Every line from the top of the material through the line holding "a new result." should be copied exactly, and only those lines.
--- START ---
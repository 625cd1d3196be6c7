// SPDX-License-Identifier: MIT
//! # Result Aggregation

use serde::Serialize;

use crate::record::FoodRecord;

/// Sum of `calories_per_unit * quantity` over all records.
///
/// Summation is plain `f64` addition in record order. The result is exact and
/// independent of order for whole (or dyadic) calorie values; otherwise
/// reorderings agree to within rounding, a few ulps of the total.
pub fn total_calories(records: &[FoodRecord]) -> f64 {
    records.iter().map(FoodRecord::group_calories).sum()
}

/// Validated records of one analysis with their derived total.
///
/// The total is computed once from the full record set. There is no way to
/// add or remove records afterwards; a new analysis produces a new result.
#[derive(Debug, Clone, PartialEq, Serialize)]
#[serde(rename_all = "camelCase")]
pub struct AnalysisResult {
    records: Vec<FoodRecord>,
    total_calories: f64,
}

impl AnalysisResult {
    pub fn from_records(records: Vec<FoodRecord>) -> Self {
        let total_calories = total_calories(&records);
        Self {
            records,
            total_calories,
        }
    }

    pub fn records(&self) -> &[FoodRecord] {
        &self.records
    }

    pub fn total_calories(&self) -> f64 {
        self.total_calories
    }

    pub fn is_empty(&self) -> bool {
        self.records.is_empty()
    }

    pub fn len(&self) -> usize {
        self.records.len()
    }
}

impl Default for AnalysisResult {
    fn default() -> Self {
        Self::from_records(Vec::new())
    }
}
--- END ---
Response to the exercise
repository 625cd1d3196be6c7
// SPDX-License-Identifier: MIT
//! # Result Aggregation

use serde::Serialize;

use crate::record::FoodRecord;

/// Sum of `calories_per_unit * quantity` over all records.
///
/// Summation is plain `f64` addition in record order. The result is exact and
/// independent of order for whole (or dyadic) calorie values; otherwise
/// reorderings agree to within rounding, a few ulps of the total.
pub fn total_calories(records: &[FoodRecord]) -> f64 {
    records.iter().map(FoodRecord::group_calories).sum()
}

/// Validated records of one analysis with their derived total.
///
/// The total is computed once from the full record set. There is no way to
/// add or remove records afterwards; a new analysis produces a new result.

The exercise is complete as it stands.